Collected data entries
+++++
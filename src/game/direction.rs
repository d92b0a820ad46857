use super::grid::{Cell, Grid};

#[derive(Clone, Copy, Debug, Eq, PartialEq)]
pub(crate) enum Direction {
    Up,
    Down,
    Left,
    Right,
}

impl Direction {
    /// The unit offset `(dx, dy)` of one step in this direction
    pub(crate) fn delta(self) -> (i16, i16) {
        match self {
            Direction::Up => (0, -1),
            Direction::Down => (0, 1),
            Direction::Left => (-1, 0),
            Direction::Right => (1, 0),
        }
    }

    /// Return the cell one step from `cell` in this direction, or `None` if
    /// that would leave `grid`.
    pub(crate) fn advance(self, cell: Cell, grid: Grid) -> Option<Cell> {
        let (dx, dy) = self.delta();
        let x = cell.x.checked_add_signed(dx)?;
        let y = cell.y.checked_add_signed(dy)?;
        let next = Cell::new(x, y);
        grid.contains(next).then_some(next)
    }

    pub(crate) fn reverse(self) -> Direction {
        match self {
            Direction::Up => Direction::Down,
            Direction::Down => Direction::Up,
            Direction::Left => Direction::Right,
            Direction::Right => Direction::Left,
        }
    }
}
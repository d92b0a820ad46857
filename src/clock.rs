use std::time::{Duration, Instant};

/// The driver's tick scheduler.  At most one tick is ever pending; the
/// deadline is cleared when it fires or when the clock is cancelled, and a
/// new one is armed from the game's current speed.
#[derive(Clone, Copy, Debug, Default, Eq, PartialEq)]
pub(crate) struct Clock {
    deadline: Option<Instant>,
}

impl Clock {
    pub(crate) fn new() -> Clock {
        Clock::default()
    }

    /// Time between ticks at `speed` ticks per second
    pub(crate) fn period(speed: u32) -> Duration {
        Duration::from_secs(1) / speed.max(1)
    }

    /// Schedule the next tick one period after `now`, unless one is already
    /// scheduled
    pub(crate) fn arm(&mut self, now: Instant, speed: u32) {
        if self.deadline.is_none() {
            self.deadline = Some(now + Clock::period(speed));
        }
    }

    /// Drop any scheduled tick
    pub(crate) fn cancel(&mut self) {
        self.deadline = None;
    }

    /// How long to wait from `now` until the next tick, or `None` if no tick
    /// is scheduled
    pub(crate) fn wait(&self, now: Instant) -> Option<Duration> {
        self.deadline.map(|d| d.saturating_duration_since(now))
    }

    /// If the scheduled tick is due at `now`, consume it and return `true`
    pub(crate) fn fire(&mut self, now: Instant) -> bool {
        match self.deadline {
            Some(d) if now >= d => {
                self.deadline = None;
                true
            }
            _ => false,
        }
    }
}
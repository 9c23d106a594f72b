use std::path::PathBuf;

use crate::accounts::SkipReason;

/// Configuration errors that prevent the process from starting.
#[derive(Debug, thiserror::Error)]
pub enum ConfigError {
    #[error("BOT_TOKEN environment variable not set")]
    MissingBotToken,

    #[error("account slot 1 is not usable ({0}); the control bot requires it")]
    ControlSlotMissing(SkipReason),

    #[error("failed to read {}: {source}", path.display())]
    Read {
        path: PathBuf,
        #[source]
        source: std::io::Error,
    },

    #[error("failed to parse {}: {message}", path.display())]
    Parse { path: PathBuf, message: String },

    #[error("unsupported config format: .{0}")]
    UnsupportedFormat(String),
}
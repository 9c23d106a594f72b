//! Fake accounts for unit tests.

use std::sync::{
    Arc,
    atomic::{AtomicBool, AtomicUsize, Ordering},
};

use {anyhow::Result, async_trait::async_trait};

use crate::keep_alive::KeepAlive;

/// Counts calls and succeeds or fails on demand.
#[derive(Default)]
pub(crate) struct ScriptedClient {
    calls: AtomicUsize,
    failing: AtomicBool,
}

impl ScriptedClient {
    pub(crate) fn ok() -> Arc<Self> {
        Arc::new(Self::default())
    }

    pub(crate) fn failing() -> Arc<Self> {
        let client = Self::default();
        client.failing.store(true, Ordering::SeqCst);
        Arc::new(client)
    }

    pub(crate) fn set_failing(&self, failing: bool) {
        self.failing.store(failing, Ordering::SeqCst);
    }

    pub(crate) fn calls(&self) -> usize {
        self.calls.load(Ordering::SeqCst)
    }
}

#[async_trait]
impl KeepAlive for ScriptedClient {
    async fn keep_alive(&self) -> Result<()> {
        self.calls.fetch_add(1, Ordering::SeqCst);
        if self.failing.load(Ordering::SeqCst) {
            anyhow::bail!("FLOOD_WAIT_X");
        }
        Ok(())
    }
}

/// Never completes its keep-alive call.
#[derive(Default)]
pub(crate) struct HangingClient {
    calls: AtomicUsize,
}

impl HangingClient {
    pub(crate) fn calls(&self) -> usize {
        self.calls.load(Ordering::SeqCst)
    }
}

#[async_trait]
impl KeepAlive for HangingClient {
    async fn keep_alive(&self) -> Result<()> {
        self.calls.fetch_add(1, Ordering::SeqCst);
        std::future::pending().await
    }
}
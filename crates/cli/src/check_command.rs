use std::fmt::Write;

use {
    anyhow::Result,
    beacon_config::{BeaconConfig, ResolvedConfig, resolve_from_env},
};

pub fn handle_check(settings: BeaconConfig) -> Result<()> {
    let resolved = resolve_from_env(settings)?;
    print!("{}", render_report(&resolved));
    Ok(())
}

/// Human-readable summary of the resolved configuration. Never includes
/// secret values.
fn render_report(resolved: &ResolvedConfig) -> String {
    let presence = &resolved.settings.presence;
    let mut slots: Vec<(&str, String)> = resolved
        .accounts
        .iter()
        .map(|a| (a.key.as_str(), format!("ready (api id {})", a.api_id)))
        .chain(
            resolved
                .skipped
                .iter()
                .map(|s| (s.key.as_str(), format!("skipped ({})", s.reason))),
        )
        .collect();
    slots.sort_by_key(|(key, _)| key.parse::<u32>().unwrap_or(u32::MAX));

    let mut out = String::new();
    let _ = writeln!(out, "control bot: token set");
    let _ = writeln!(
        out,
        "presence: every {}s, retry after {}s",
        presence.interval_secs, presence.retry_interval_secs
    );
    for (key, state) in slots {
        let _ = writeln!(out, "account {key}: {state}");
    }
    let _ = writeln!(
        out,
        "extra operators: {}",
        resolved.settings.bot.allowed_users.len()
    );
    out
}
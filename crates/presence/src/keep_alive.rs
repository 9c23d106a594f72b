use {anyhow::Result, async_trait::async_trait};

/// A connected account that can announce itself as online.
#[async_trait]
pub trait KeepAlive: Send + Sync {
    /// Perform one lightweight call that refreshes the account's presence.
    async fn keep_alive(&self) -> Result<()>;
}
+++++
EXERCISE AIM: Copy out every line of the data where the word "that" occurs.

WRITTEN ANSWER:
    /// that would leave `grid`.
/// Configuration errors that prevent the process from starting.
/// A connected account that can announce itself as online.
    /// Perform one lightweight call that refreshes the account's presence.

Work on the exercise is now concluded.